The best time to do the shook swarm is late spring, you should have plenty of young bees by this point. The method is quite simple: Lift your brood box off the floor and move it to one side. Place a queen excluder on the floor then place a a new clean brood box, containing brand new frames and foundation, on top of the queen excluder. Remove 5 or 6 of the center frames to create a gap. Now go to your original brood chamber and remove the first frame. Shake all the bees off this frame into the gap you created in your new brood box. Repeat with all the frames, look for the queen as you go. Personally I would lift the queen off the frame and place her into the new brood box, you can just shake her in if you prefer. If you didn’t see the Queen throughout the procedure do check the walls of the old brood box and make sure she is not there. Shake any bees left on the brood box walls into your new box too.
Gently replace the 5 or 6 frames back into the gap in your new brood box, place the crownboard on top along with a feeder full of syrup. Keep this feeder topped up until your bees have sufficient stores in their new frames. The queen excluder on the floor will stop the queen from leaving and taking the bees with her. Once your queen is happily laying you can remove the queen excluder (2 weeks is a good bet)

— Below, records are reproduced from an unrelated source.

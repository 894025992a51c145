use thiserror::Error;

pub type Result<T> = std::result::Result<T, DownloaderError>;

#[derive(Debug, Error)]
pub enum DownloaderError {
    #[error("http request failed while {context}: {source}")]
    Request {
        context: String,
        #[source]
        source: reqwest::Error,
    },

    #[error("{context} returned HTTP {status}")]
    HttpStatus {
        context: String,
        status: reqwest::StatusCode,
    },

    #[error("io error while {context}: {source}")]
    Io {
        context: String,
        #[source]
        source: std::io::Error,
    },
}
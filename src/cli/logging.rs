//! Handles logging and detector spinners for the CLI.

use std::io::IsTerminal;
use std::str::FromStr;
use std::sync::atomic::{AtomicBool, Ordering};

use tracing_appender::non_blocking::WorkerGuard;
use tracing_indicatif::IndicatifLayer;
use tracing_indicatif::style::ProgressStyle;
use tracing_subscriber::filter::{EnvFilter, LevelFilter};
use tracing_subscriber::layer::SubscriberExt;
use tracing_subscriber::util::SubscriberInitExt;
use tracing_subscriber::{Layer, Registry, fmt};

use super::LogArgs;

//================================================================================================
// Statics
//================================================================================================

/// A flag to indicate whether ANSI escape codes should be used.
pub static ANSI: AtomicBool = AtomicBool::new(true);

//================================================================================================
// Modules
//================================================================================================

/// Contains ANSI escape codes for styling terminal output.
pub mod ansi {
    /// ANSI escape code for magenta text.
    pub const MAGENTA: &str = "\x1b[35m";
    /// ANSI escape code to reset terminal styling.
    pub const RESET: &str = "\x1b[0m";
}

//================================================================================================
// Macros
//================================================================================================

/// A macro to log a fatal error.
#[macro_export]
macro_rules! fatal {
    ($error:expr) => {{
        use $crate::cli::logging::{ANSI, ansi};
        let ansi = ANSI.load(std::sync::atomic::Ordering::SeqCst);
        tracing::error!(
            fatal = true,
            "{}FATAL{} {:#}",
            if ansi { ansi::MAGENTA } else { "" },
            if ansi { ansi::RESET } else { "" },
            $error
        );
    }};
}

//================================================================================================
// Functions
//================================================================================================

/// Initializes the global tracing subscriber.
///
/// Terminals get compact, timeless output interleaved with detector spinners; anything else
/// gets JSON lines through a non-blocking writer.
pub fn init_global_subscriber(args: LogArgs) -> WorkerGuard {
    let log_level = get_log_level(args);

    let env_filter = EnvFilter::from_default_env().add_directive(log_level.into());

    let (non_blocking, guard) = tracing_appender::non_blocking(std::io::stderr());

    let progress_layer = IndicatifLayer::new().with_progress_style(
        ProgressStyle::with_template("{prefix:.bold.dim} {spinner} {wide_msg}")
            .unwrap_or_else(|_| ProgressStyle::default_spinner()),
    );

    let fmt: Box<dyn Layer<Registry> + Send + Sync> = if std::io::stderr().is_terminal() {
        fmt::layer()
            .without_time()
            .with_writer(progress_layer.get_stderr_writer())
            .with_target(false)
            .compact()
            .boxed()
    } else {
        ANSI.store(false, Ordering::SeqCst);
        fmt::layer()
            .with_ansi(false)
            .json()
            .with_writer(non_blocking)
            .boxed()
    };

    tracing_subscriber::registry()
        .with(fmt)
        .with(env_filter)
        .with(progress_layer)
        .init();

    guard
}

fn get_log_level(args: LogArgs) -> LevelFilter {
    match args.quiet {
        0 => (),
        1 => return LevelFilter::WARN,
        _ => return LevelFilter::ERROR,
    }

    if let Ok(level) = std::env::var(EnvFilter::DEFAULT_ENV)
        .map_err(drop)
        .and_then(|l| LevelFilter::from_str(&l).map_err(drop))
    {
        return level;
    }

    match args.verbosity {
        0 => LevelFilter::INFO,
        1 => LevelFilter::DEBUG,
        _ => LevelFilter::TRACE,
    }
}

#[cfg(test)]
mod tests {
    use super::*;

    #[test]
    fn quiet_takes_precedence() {
        let args = LogArgs {
            verbosity: 2,
            quiet: 1,
        };
        assert_eq!(get_log_level(args), LevelFilter::WARN);
        let args = LogArgs {
            verbosity: 0,
            quiet: 3,
        };
        assert_eq!(get_log_level(args), LevelFilter::ERROR);
    }
}
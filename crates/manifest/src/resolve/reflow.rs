//! Sentence-boundary reflow for free-text descriptions.
//!
//! A sentence starts with an ASCII capital followed by a lowercase letter and runs, within a
//! single line, to the first `.`, `:`, `!` or `?` that is followed either by the end of the
//! text or by a space and a capital. A line break is inserted after each such sentence; every
//! line and the whole text are then trimmed.

const TERMINALS: [char; 4] = ['.', ':', '!', '?'];

/// Break single-paragraph text into one sentence per line.
pub fn reflow_description(text: &str) -> String {
    let chars: Vec<char> = text.chars().collect();
    let mut out = String::with_capacity(text.len() + 8);

    let mut i = 0;
    while i < chars.len() {
        match sentence_end(&chars, i) {
            Some(end) => {
                out.extend(&chars[i..=end]);
                out.push('\n');
                i = end + 1;
            },
            None => {
                out.push(chars[i]);
                i += 1;
            },
        }
    }

    out.lines()
        .map(str::trim)
        .collect::<Vec<_>>()
        .join("\n")
        .trim()
        .to_owned()
}

/// The index of the terminal punctuation closing a sentence starting at `start`.
fn sentence_end(chars: &[char], start: usize) -> Option<usize> {
    let (first, second) = (chars.get(start)?, chars.get(start + 1)?);
    if !first.is_ascii_uppercase() || !second.is_ascii_lowercase() {
        return None;
    }
    chars
        .iter()
        .enumerate()
        .skip(start + 2)
        .take_while(|(_, c)| !matches!(c, '\n' | '\r'))
        .find(|&(j, c)| TERMINALS.contains(c) && closes_sentence(chars, j))
        .map(|(j, _)| j)
}

fn closes_sentence(chars: &[char], at: usize) -> bool {
    match chars.get(at + 1) {
        None => true,
        // end of input also matches before a single trailing line break
        Some('\n') => at + 2 == chars.len(),
        Some(' ') => chars.get(at + 2).is_some_and(char::is_ascii_uppercase),
        Some(_) => false,
    }
}
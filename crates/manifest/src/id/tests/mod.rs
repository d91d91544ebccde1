//! Tests for identifier validation, covering accepted shapes and each rejection path.

use super::*;

#[test]
fn identifiers() {
    for ok in [
        "Microsoft.PowerToys",
        "a.b",
        "Company.Product.Beta",
        "Ölf.Über",
        "7zip.7zip",
    ] {
        assert!(PackageIdentifier::try_from(ok).is_ok(), "{ok} should be valid");
    }
}

#[test]
fn identifier_rejections() {
    assert_eq!(
        PackageIdentifier::try_from(""),
        Err(Error::Empty("package identifier"))
    );
    for bad in [
        "NoDots",
        "Has Space.Pkg",
        "Trailing.",
        ".Leading",
        "A..B",
        "Bad:Char.Pkg",
        "a.b.c.d.e.f.g.h.i",
    ] {
        assert!(
            matches!(
                PackageIdentifier::try_from(bad),
                Err(Error::Malformed { .. })
            ),
            "{bad} should be malformed"
        );
    }

    let segment = "x".repeat(32);
    let long = [segment.as_str(); 5].join(".");
    assert_eq!(
        PackageIdentifier::try_from(long.as_str()),
        Err(Error::TooLong {
            kind: "package identifier",
            max: 128
        })
    );
}

#[test]
fn publisher_segment() -> anyhow::Result<()> {
    let id = PackageIdentifier::try_from("JanDeDobbeleer.OhMyPosh")?;
    assert_eq!(id.publisher_segment(), "JanDeDobbeleer");
    Ok(())
}

#[test]
fn versions() {
    assert!(PackageVersion::try_from("1.2.3-beta+4").is_ok());
    assert!(PackageVersion::try_from("2024.01").is_ok());
    assert_eq!(
        PackageVersion::try_from("  "),
        Err(Error::Empty("package version"))
    );
    assert!(matches!(
        PackageVersion::try_from("1/2"),
        Err(Error::Malformed { .. })
    ));
}

#[test]
fn locales() -> anyhow::Result<()> {
    for ok in ["en", "en-US", "zh-Hans-CN", "es-419", "x-klingon"] {
        assert!(Locale::try_from(ok).is_ok(), "{ok} should be valid");
    }
    for bad in ["e", "en_US", "english-us-"] {
        assert!(Locale::try_from(bad).is_err(), "{bad} should be invalid");
    }
    let locale = Locale::try_from("en-US")?;
    assert!(locale.matches("EN-us"));
    assert!(!locale.matches("en-GB"));
    Ok(())
}

#[test]
fn serde_rejects_invalid() {
    let ok: Result<PackageIdentifier, _> = serde_json::from_str(r#""Foo.Bar""#);
    assert!(ok.is_ok());
    let bad: Result<PackageIdentifier, _> = serde_json::from_str(r#""FooBar""#);
    assert!(bad.is_err());
}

The old frames you removed that have stores in them can be extracted and the wax rendered, any frames with brood in are best burnt. If you do extract stores from these frames, make sure you are confident they are stores of honey and not syrup that you may have offered in your winter preparations.
Carrying out a shook swarm on a colony with a good volume of young bees will very quickly work the new foundation in your frames, you may be quite surprised how quickly this happens. Do ensure they have a constant supply of syrup.